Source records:
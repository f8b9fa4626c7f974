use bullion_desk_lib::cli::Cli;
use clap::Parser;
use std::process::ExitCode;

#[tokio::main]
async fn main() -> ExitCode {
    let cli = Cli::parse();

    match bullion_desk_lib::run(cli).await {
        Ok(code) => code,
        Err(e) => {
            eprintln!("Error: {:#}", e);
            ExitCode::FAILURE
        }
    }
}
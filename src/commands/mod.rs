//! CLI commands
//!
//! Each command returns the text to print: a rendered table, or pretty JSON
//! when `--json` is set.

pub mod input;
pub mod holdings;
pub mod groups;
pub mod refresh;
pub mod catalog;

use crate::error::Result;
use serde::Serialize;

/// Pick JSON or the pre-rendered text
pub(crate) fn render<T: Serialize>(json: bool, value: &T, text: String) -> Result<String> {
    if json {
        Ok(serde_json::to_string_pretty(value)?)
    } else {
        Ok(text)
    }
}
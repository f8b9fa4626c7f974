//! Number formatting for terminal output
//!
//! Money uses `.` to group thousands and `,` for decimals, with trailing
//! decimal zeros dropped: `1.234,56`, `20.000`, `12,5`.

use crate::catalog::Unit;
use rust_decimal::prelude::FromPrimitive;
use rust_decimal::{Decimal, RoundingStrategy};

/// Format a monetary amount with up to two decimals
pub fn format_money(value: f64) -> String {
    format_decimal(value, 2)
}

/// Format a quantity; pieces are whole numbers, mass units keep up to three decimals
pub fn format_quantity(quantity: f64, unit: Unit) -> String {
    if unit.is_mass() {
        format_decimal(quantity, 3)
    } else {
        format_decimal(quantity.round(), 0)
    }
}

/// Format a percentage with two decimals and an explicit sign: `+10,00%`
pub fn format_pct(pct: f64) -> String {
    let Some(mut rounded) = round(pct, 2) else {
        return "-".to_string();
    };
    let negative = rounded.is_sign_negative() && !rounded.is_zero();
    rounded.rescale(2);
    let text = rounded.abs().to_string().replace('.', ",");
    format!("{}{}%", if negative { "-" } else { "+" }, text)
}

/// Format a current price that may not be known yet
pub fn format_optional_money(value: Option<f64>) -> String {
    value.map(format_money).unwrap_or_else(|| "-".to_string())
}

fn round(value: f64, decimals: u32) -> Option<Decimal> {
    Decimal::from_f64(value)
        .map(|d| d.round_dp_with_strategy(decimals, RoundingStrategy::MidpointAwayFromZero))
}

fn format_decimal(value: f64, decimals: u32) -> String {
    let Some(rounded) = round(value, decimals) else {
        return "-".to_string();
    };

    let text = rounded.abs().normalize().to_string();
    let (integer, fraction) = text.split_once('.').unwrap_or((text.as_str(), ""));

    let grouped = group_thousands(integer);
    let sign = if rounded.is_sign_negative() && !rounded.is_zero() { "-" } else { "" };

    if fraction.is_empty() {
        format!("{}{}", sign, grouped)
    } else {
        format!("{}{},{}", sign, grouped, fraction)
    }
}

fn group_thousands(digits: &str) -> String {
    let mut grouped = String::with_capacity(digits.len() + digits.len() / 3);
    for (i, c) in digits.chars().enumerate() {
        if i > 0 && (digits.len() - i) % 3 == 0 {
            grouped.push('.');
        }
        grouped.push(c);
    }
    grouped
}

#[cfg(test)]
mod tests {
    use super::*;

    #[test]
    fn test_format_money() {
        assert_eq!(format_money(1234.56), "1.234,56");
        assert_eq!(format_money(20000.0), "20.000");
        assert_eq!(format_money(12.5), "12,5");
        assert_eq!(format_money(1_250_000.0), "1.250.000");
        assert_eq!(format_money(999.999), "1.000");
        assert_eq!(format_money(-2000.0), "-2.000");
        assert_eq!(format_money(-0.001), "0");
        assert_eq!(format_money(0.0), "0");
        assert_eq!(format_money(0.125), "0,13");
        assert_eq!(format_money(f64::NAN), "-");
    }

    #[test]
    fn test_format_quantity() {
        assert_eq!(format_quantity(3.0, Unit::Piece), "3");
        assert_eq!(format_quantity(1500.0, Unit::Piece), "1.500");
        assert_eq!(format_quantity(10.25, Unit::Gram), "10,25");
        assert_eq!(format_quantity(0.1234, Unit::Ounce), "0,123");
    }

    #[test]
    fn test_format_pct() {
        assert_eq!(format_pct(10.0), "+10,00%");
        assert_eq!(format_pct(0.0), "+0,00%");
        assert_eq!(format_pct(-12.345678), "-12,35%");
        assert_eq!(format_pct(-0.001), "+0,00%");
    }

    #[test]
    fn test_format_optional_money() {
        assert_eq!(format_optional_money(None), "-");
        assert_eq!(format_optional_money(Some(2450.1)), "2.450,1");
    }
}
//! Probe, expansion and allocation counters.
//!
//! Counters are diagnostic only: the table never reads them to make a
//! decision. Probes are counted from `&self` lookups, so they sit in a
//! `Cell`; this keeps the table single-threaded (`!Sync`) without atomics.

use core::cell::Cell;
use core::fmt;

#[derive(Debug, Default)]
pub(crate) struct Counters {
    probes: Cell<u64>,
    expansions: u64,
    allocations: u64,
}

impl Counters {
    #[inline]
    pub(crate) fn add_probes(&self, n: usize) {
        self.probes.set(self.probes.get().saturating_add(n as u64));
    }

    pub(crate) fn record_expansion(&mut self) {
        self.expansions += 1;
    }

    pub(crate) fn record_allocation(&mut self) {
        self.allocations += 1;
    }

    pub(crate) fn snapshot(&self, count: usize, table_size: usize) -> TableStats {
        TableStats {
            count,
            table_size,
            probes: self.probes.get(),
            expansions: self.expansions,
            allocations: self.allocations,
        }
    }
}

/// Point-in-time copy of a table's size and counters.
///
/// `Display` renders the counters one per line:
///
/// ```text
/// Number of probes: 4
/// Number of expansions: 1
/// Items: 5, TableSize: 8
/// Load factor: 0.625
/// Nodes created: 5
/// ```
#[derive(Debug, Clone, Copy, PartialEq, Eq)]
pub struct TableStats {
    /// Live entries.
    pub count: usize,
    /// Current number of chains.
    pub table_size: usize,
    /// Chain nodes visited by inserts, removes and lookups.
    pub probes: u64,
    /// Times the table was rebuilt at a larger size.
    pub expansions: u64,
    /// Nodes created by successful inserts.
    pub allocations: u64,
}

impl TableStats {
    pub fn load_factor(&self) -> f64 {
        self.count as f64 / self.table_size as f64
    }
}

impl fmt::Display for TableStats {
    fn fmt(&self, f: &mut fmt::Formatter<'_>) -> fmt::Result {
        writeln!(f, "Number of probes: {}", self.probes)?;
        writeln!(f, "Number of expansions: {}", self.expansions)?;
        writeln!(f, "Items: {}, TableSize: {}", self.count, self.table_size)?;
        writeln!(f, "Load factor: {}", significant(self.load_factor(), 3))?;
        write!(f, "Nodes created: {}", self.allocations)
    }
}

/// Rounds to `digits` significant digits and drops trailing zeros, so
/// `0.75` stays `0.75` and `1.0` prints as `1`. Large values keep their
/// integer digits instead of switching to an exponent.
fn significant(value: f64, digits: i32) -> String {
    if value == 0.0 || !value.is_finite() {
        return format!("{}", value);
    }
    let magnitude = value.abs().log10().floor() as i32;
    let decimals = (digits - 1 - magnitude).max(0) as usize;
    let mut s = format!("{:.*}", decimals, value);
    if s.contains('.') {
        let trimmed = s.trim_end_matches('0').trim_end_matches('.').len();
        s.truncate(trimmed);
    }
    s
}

### TASK TO COMPLETE
Reproduce each line of the records in which the word "TableSize" appears.

### FINISHED TASK
/// Items: 5, TableSize: 8
        writeln!(f, "Items: {}, TableSize: {}", self.count, self.table_size)?;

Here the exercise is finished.